- _Records from a collection_:
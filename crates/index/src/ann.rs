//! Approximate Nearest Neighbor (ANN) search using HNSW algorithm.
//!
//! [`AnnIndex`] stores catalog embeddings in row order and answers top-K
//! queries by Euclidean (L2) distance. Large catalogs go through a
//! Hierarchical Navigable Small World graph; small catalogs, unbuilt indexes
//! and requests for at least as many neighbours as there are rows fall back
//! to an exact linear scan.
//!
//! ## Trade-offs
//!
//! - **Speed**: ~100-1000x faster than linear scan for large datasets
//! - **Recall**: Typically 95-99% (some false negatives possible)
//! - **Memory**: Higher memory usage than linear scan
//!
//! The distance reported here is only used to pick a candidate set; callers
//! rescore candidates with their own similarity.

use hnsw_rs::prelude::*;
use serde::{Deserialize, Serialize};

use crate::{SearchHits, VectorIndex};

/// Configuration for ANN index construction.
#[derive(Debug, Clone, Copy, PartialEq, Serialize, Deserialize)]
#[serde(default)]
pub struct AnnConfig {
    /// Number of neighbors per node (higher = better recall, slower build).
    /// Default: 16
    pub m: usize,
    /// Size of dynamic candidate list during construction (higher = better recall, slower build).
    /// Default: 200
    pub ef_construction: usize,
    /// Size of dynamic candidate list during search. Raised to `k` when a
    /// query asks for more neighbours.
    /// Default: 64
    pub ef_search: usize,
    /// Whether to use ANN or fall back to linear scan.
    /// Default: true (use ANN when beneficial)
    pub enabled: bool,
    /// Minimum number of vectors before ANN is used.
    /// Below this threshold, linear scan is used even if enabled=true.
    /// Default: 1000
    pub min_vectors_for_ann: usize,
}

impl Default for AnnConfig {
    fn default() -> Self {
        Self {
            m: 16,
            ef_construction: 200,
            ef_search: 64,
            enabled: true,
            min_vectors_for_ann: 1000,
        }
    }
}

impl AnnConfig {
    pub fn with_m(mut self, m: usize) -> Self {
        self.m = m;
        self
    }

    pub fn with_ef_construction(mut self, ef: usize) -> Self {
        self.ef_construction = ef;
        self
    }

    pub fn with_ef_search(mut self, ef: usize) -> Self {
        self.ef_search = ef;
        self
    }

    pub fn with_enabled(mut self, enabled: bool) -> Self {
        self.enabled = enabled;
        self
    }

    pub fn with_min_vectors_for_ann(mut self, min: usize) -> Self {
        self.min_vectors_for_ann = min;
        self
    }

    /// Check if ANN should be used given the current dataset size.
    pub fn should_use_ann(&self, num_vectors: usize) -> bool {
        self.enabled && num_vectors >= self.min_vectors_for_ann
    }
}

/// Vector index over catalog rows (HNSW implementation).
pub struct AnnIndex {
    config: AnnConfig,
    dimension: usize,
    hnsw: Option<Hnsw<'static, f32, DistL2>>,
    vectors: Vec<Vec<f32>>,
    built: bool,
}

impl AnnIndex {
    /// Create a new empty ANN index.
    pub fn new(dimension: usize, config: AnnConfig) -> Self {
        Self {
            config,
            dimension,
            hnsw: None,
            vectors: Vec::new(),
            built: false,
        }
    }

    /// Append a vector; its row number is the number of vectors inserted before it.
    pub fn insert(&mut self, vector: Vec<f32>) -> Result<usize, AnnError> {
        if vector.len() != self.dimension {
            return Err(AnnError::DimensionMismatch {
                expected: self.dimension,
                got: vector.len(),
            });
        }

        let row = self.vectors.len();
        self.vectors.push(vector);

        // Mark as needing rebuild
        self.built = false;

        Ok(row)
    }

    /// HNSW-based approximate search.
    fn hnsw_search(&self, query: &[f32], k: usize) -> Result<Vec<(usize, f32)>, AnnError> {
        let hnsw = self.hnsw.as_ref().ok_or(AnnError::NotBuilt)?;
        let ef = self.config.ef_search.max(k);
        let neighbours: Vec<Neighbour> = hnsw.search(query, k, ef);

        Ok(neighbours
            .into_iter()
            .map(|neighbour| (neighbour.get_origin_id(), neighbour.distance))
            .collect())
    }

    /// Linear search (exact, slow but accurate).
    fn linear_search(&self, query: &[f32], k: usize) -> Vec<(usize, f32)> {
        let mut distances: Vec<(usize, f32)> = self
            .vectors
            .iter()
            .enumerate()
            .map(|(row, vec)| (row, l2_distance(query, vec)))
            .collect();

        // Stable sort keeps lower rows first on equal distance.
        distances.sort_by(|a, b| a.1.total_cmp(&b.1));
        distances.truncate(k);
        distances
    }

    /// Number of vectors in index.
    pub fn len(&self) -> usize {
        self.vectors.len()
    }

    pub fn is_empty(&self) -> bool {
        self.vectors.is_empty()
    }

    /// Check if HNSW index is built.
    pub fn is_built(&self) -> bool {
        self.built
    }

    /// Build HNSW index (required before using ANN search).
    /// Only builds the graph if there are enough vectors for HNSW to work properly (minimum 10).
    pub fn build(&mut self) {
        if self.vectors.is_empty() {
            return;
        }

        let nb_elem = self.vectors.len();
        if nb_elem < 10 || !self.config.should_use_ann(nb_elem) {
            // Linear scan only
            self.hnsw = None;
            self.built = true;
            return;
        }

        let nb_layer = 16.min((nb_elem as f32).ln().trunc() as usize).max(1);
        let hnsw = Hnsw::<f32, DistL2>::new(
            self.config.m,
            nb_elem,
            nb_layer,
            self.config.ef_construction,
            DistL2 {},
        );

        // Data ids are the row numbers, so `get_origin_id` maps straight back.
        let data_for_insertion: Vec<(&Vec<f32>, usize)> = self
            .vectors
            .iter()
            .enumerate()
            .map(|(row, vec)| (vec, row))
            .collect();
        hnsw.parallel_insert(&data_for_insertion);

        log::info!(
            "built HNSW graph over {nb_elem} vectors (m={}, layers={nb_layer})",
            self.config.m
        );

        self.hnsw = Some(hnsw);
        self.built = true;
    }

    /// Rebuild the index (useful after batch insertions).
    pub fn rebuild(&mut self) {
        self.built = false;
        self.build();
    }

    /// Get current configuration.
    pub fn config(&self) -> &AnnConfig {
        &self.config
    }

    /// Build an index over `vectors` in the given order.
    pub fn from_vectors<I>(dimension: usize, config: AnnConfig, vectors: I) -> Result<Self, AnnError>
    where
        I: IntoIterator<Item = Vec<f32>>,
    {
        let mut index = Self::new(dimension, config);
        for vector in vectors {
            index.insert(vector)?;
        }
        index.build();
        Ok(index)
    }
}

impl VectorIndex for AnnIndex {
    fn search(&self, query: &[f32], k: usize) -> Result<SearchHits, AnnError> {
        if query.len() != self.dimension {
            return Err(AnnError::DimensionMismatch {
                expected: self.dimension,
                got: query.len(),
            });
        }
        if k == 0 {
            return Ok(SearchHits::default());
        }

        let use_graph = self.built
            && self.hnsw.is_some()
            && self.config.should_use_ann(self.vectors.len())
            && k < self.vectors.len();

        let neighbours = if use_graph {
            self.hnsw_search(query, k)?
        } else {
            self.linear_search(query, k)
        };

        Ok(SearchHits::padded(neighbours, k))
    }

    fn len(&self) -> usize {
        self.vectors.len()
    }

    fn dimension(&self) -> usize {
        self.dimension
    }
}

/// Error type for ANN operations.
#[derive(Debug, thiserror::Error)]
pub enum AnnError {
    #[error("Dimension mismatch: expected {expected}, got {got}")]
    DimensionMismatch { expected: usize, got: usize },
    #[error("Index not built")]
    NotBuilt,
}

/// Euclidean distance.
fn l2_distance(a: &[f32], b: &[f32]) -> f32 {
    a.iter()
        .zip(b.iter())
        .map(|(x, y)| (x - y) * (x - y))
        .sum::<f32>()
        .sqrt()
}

---

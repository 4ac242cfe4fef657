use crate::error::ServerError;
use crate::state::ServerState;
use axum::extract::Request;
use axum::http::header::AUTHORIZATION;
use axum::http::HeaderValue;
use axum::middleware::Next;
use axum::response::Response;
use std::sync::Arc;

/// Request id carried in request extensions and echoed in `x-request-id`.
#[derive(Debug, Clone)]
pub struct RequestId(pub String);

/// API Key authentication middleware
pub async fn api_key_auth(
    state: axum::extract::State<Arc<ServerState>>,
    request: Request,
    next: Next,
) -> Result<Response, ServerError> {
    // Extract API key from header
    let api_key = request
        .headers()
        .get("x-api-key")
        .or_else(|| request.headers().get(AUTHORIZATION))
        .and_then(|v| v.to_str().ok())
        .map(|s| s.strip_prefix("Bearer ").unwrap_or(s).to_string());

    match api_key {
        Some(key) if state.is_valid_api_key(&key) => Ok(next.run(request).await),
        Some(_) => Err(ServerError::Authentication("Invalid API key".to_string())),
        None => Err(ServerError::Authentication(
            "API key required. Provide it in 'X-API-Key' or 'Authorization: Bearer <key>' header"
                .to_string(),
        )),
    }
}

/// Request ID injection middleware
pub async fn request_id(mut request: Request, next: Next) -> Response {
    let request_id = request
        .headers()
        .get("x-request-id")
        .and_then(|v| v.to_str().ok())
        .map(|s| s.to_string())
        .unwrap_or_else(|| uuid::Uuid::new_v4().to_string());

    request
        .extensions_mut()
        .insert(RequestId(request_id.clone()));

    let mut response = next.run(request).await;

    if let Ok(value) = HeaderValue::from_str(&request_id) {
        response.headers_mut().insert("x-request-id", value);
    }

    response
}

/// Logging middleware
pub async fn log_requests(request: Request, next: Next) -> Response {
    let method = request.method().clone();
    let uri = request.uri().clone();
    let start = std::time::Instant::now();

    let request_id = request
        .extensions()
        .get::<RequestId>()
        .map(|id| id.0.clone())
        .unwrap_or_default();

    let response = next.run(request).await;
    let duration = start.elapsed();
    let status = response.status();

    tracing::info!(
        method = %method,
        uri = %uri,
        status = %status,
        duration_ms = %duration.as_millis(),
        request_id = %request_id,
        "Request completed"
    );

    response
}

- _Task objective_: Please transcribe only the lines in the records above running from the line that has "filename crates/index/src/ann.rs" through the line that has "pub fn with_ef_search(mut", both included, exactly as they appear.

- _Your response_:
filename crates/index/src/ann.rs
//! Approximate Nearest Neighbor (ANN) search using HNSW algorithm.
//!
//! [`AnnIndex`] stores catalog embeddings in row order and answers top-K
//! queries by Euclidean (L2) distance. Large catalogs go through a
//! Hierarchical Navigable Small World graph; small catalogs, unbuilt indexes
//! and requests for at least as many neighbours as there are rows fall back
//! to an exact linear scan.
//!
//! ## Trade-offs
//!
//! - **Speed**: ~100-1000x faster than linear scan for large datasets
//! - **Recall**: Typically 95-99% (some false negatives possible)
//! - **Memory**: Higher memory usage than linear scan
//!
//! The distance reported here is only used to pick a candidate set; callers
//! rescore candidates with their own similarity.

use hnsw_rs::prelude::*;
use serde::{Deserialize, Serialize};

use crate::{SearchHits, VectorIndex};

/// Configuration for ANN index construction.
#[derive(Debug, Clone, Copy, PartialEq, Serialize, Deserialize)]
#[serde(default)]
pub struct AnnConfig {
    /// Number of neighbors per node (higher = better recall, slower build).
    /// Default: 16
    pub m: usize,
    /// Size of dynamic candidate list during construction (higher = better recall, slower build).
    /// Default: 200
    pub ef_construction: usize,
    /// Size of dynamic candidate list during search. Raised to `k` when a
    /// query asks for more neighbours.
    /// Default: 64
    pub ef_search: usize,
    /// Whether to use ANN or fall back to linear scan.
    /// Default: true (use ANN when beneficial)
    pub enabled: bool,
    /// Minimum number of vectors before ANN is used.
    /// Below this threshold, linear scan is used even if enabled=true.
    /// Default: 1000
    pub min_vectors_for_ann: usize,
}

impl Default for AnnConfig {
    fn default() -> Self {
        Self {
            m: 16,
            ef_construction: 200,
            ef_search: 64,
            enabled: true,
            min_vectors_for_ann: 1000,
        }
    }
}

impl AnnConfig {
    pub fn with_m(mut self, m: usize) -> Self {
        self.m = m;
        self
    }

    pub fn with_ef_construction(mut self, ef: usize) -> Self {
        self.ef_construction = ef;
        self
    }

    pub fn with_ef_search(mut self, ef: usize) -> Self {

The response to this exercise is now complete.